Something unusual is happening to Saudi football. The men’s national team is not qualifying towards the continental and international competitions, and even if it does, ends up failing miserably. Saudi clubs of today cannot compete on a global stage in an attempt to reach the heights Al Ittihad had back in 04 and 05. How could such a continental powerhouse fall so rapidly from grace? The answer in itself is complex, but to keep things simple, the answer will be divided into 3 main categories: player wages and contracts, the Saudi Arabian Football Federation, and the youth development program.
Player Wages & Contracts:
In 1999, Marzouq Al Otaibi moved from Al Shabab to Al Ittihad for a record 9 million Saudi Riyals (1.8 million Euros) after a remarkable and electrifying performance in the Confederations Cup in Mexico, in which he won both the Bronze Shoe and Boot in the competition. The amount spent was something of an amazement for the average Saudi fan.
Little did they know that within 6 years time, that amount would be considered marginal as Yasser Al Qahtani secured a move from Al Qadisiyah to Al Hilal for 30 million Saudi Riyals (6 million Euros). The inflation had begun. The most recent being that of 23-year-old winger Yahya Al Shehri who moved from Al Ettifaq to Al Nasr for a whopping 50 million Saudi Riyals (9.7 million Euros) last summer. At this point, Al Shehri cost more than Carlos Tevez, Dries Mertens, and Jose Callejon, among many others, of course.
This irrational valuation of local players by Saudi clubs had resulted in a stagnation of performance of all those involved. No European clubs interested in Saudi players would ever match these offers, and as a result the chance of watching Saudi players play in Europe went from minimal to obsolete. Even under-performing players became the platform of a bidding war between rival clubs, which resulted in players having no ambition nor any pride in aiming to achieve more. The thought of a hefty paycheck regardless of performance sounded good. Today, only four clubs in Saudi Arabia have the resources to buy whomever they please, resulting in every other club in league becoming a feeder club to the elite. This has killed competition making the league predictable and only worth watching for a handful of fixtures.

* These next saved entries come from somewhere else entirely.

use anyhow::Context;
use clap::Parser;
use omaha_equity::cli::Args;

fn main() -> anyhow::Result<()> {
    let args = Args::parse();
    omaha_equity::log(args.level(), args.log_file.as_deref())?;
    let report = args
        .calculator()?
        .run()
        .context("equity calculation failed")?
        .scoring(args.scoring());
    match args.json {
        true => println!("{}", serde_json::to_string_pretty(&report)?),
        false => print!("{}", report),
    }
    Ok(())
}
use super::rank::Rank;

/// A poker hand's category.
///
/// This is a simplified version of the hand's value, and does not include the hand's kicker cards.
/// The value is ordered by the hand's Strength, and the kicker cards are used to break ties.
#[derive(Debug, Clone, Copy, Eq, PartialEq, PartialOrd, Ord)]
pub enum Ranking {
    HighCard(Rank),        // 4 kickers
    OnePair(Rank),         // 3 kickers
    TwoPair(Rank, Rank),   // 1 kickers
    ThreeOAK(Rank),        // 2 kickers
    Straight(Rank),        // 0 kickers
    Flush(Rank),           // 4 kickers
    FullHouse(Rank, Rank), // 0 kickers
    FourOAK(Rank),         // 1 kickers
    StraightFlush(Rank),   // 0 kickers
}

impl Ranking {
    pub fn n_kickers(&self) -> usize {
        match self {
            Ranking::HighCard(_) | Ranking::Flush(_) => 4,
            Ranking::OnePair(_) => 3,
            Ranking::ThreeOAK(_) => 2,
            Ranking::FourOAK(_) | Ranking::TwoPair(_, _) => 1,
            _ => 0,
        }
    }

    /// Ranks still eligible to play as kickers.
    pub fn mask(&self) -> u16 {
        match *self {
            Ranking::TwoPair(hi, lo) => !(u16::from(hi) | u16::from(lo)),
            Ranking::HighCard(hi)
            | Ranking::OnePair(hi)
            | Ranking::Flush(hi)
            | Ranking::FourOAK(hi)
            | Ranking::ThreeOAK(hi) => !(u16::from(hi)),
            Ranking::FullHouse(..) | Ranking::StraightFlush(..) | Ranking::Straight(..) => 0,
        }
    }
}

impl std::fmt::Display for Ranking {
    fn fmt(&self, f: &mut std::fmt::Formatter) -> std::fmt::Result {
        match self {
            Ranking::FullHouse(r1, r2) => write!(f, "FullHouse     {}{}", r1, r2),
            Ranking::TwoPair(r1, r2) => write!(f, "TwoPair       {}{}", r1, r2),
            Ranking::HighCard(r) => write!(f, "HighCard      {} ", r),
            Ranking::OnePair(r) => write!(f, "OnePair       {} ", r),
            Ranking::ThreeOAK(r) => write!(f, "ThreeOfAKind  {} ", r),
            Ranking::Straight(r) => write!(f, "Straight      {} ", r),
            Ranking::FourOAK(r) => write!(f, "FourOfAKind   {} ", r),
            Ranking::Flush(r) => write!(f, "Flush         {} ", r),
            Ranking::StraightFlush(r) => write!(f, "StraightFlush {} ", r),
        }
    }
}

#[cfg(test)]
mod tests {
    use super::*;

    #[test]
    fn category_order() {
        assert!(Ranking::HighCard(Rank::Ace) < Ranking::OnePair(Rank::Two));
        assert!(Ranking::TwoPair(Rank::Ace, Rank::King) < Ranking::ThreeOAK(Rank::Two));
        assert!(Ranking::Straight(Rank::Ace) < Ranking::Flush(Rank::Seven));
        assert!(Ranking::Flush(Rank::Ace) < Ranking::FullHouse(Rank::Two, Rank::Three));
        assert!(Ranking::FourOAK(Rank::Ace) < Ranking::StraightFlush(Rank::Five));
    }
}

Saudi Arabia’s governing football body has long been under the scrutiny and blame after the noticeable deterioration in the matter of events that matter. Year after year, the Green Falcons’ have only disappointed – be it the World Cup, the Asian Cup, or the Gulf Cup of Nations. The former president of the FA, Prince Sultan bin Fahd reportedly once told a French news agency that Saudi Arabia will be in a front runner in the competition for the 2010 World Cup according to “planned scientific plans.” Little did his highness know that these words would haunt Saudi fans after every failure making them question if there was any merit to that statement at all. Prince Sultan resigned as SAFF president after Saudi Arabia’s failure in the 2011 Asian Cup, after being knocked out of the group stages with no points and a goal difference of negative seven. The group had Saudi matched up with Japan, Jordan, and Syria.

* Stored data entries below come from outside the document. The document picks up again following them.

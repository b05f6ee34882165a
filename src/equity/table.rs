use super::error::EquityError;
use super::runout::Runout;
use crate::cards::hand::Hand;
use crate::{HOLE_SIZE, MAX_PLAYERS, MIN_PLAYERS};

/// A validated showdown: every player's hole cards, the known board and
/// the dead cards, all pairwise disjoint. Immutable for the whole run.
#[derive(Debug, Clone, PartialEq, Eq)]
pub struct Table {
    holes: Vec<Hand>,
    board: Hand,
    dead: Hand,
    runout: Runout,
}

impl Table {
    pub fn new(holes: Vec<Hand>, board: Hand, dead: Hand) -> Result<Self, EquityError> {
        match holes.len() {
            n if n < MIN_PLAYERS => return Err(EquityError::TooFewPlayers(n)),
            n if n > MAX_PLAYERS => return Err(EquityError::TooManyPlayers(n)),
            _ => {}
        }
        if let Some((player, hole)) = holes
            .iter()
            .enumerate()
            .find(|(_, h)| h.size() != HOLE_SIZE)
        {
            return Err(EquityError::HoleSize {
                player,
                size: hole.size(),
            });
        }
        let excluded = holes
            .iter()
            .copied()
            .chain(std::iter::once(dead))
            .try_fold(Hand::empty(), |seen, group| {
                match Hand::intersection(seen, group).into_iter().next() {
                    Some(card) => Err(EquityError::DuplicateCard(card)),
                    None => Ok(Hand::add(seen, group)),
                }
            })?;
        let runout = Runout::new(board, excluded)?;
        Ok(Self {
            holes,
            board,
            dead,
            runout,
        })
    }

    pub fn players(&self) -> usize {
        self.holes.len()
    }
    pub fn holes(&self) -> &[Hand] {
        &self.holes
    }
    pub fn board(&self) -> Hand {
        self.board
    }
    pub fn dead(&self) -> Hand {
        self.dead
    }
    /// All hole cards and dead cards.
    pub fn excluded(&self) -> Hand {
        self.runout.excluded()
    }
    pub fn runout(&self) -> Runout {
        self.runout
    }
}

His successor – Prince Nawaf bin Faisal faced similar disappointing results with the national team’s early exit from the 2014 World Cup qualifiers. An interesting point to raise is that of the head coach of the national team, which has been replaced ‘a mere’ seven times since crashing out of the World Cup in 2006, with two of these appointments being none other than the famous interim manager Nasser Al Johar. The head coach hot seat has featured names over the years as world renowned as Mario Zagallo, Carlos Alberto Parreira, and Frank Rijkaard being the latest. The latter serving the least of the three, yet considered a lifetime of tolerance in the face of bad results. The Dutchman’s time in charge of the national team saw a winning percentage of only 25.93 % out of 27 matches.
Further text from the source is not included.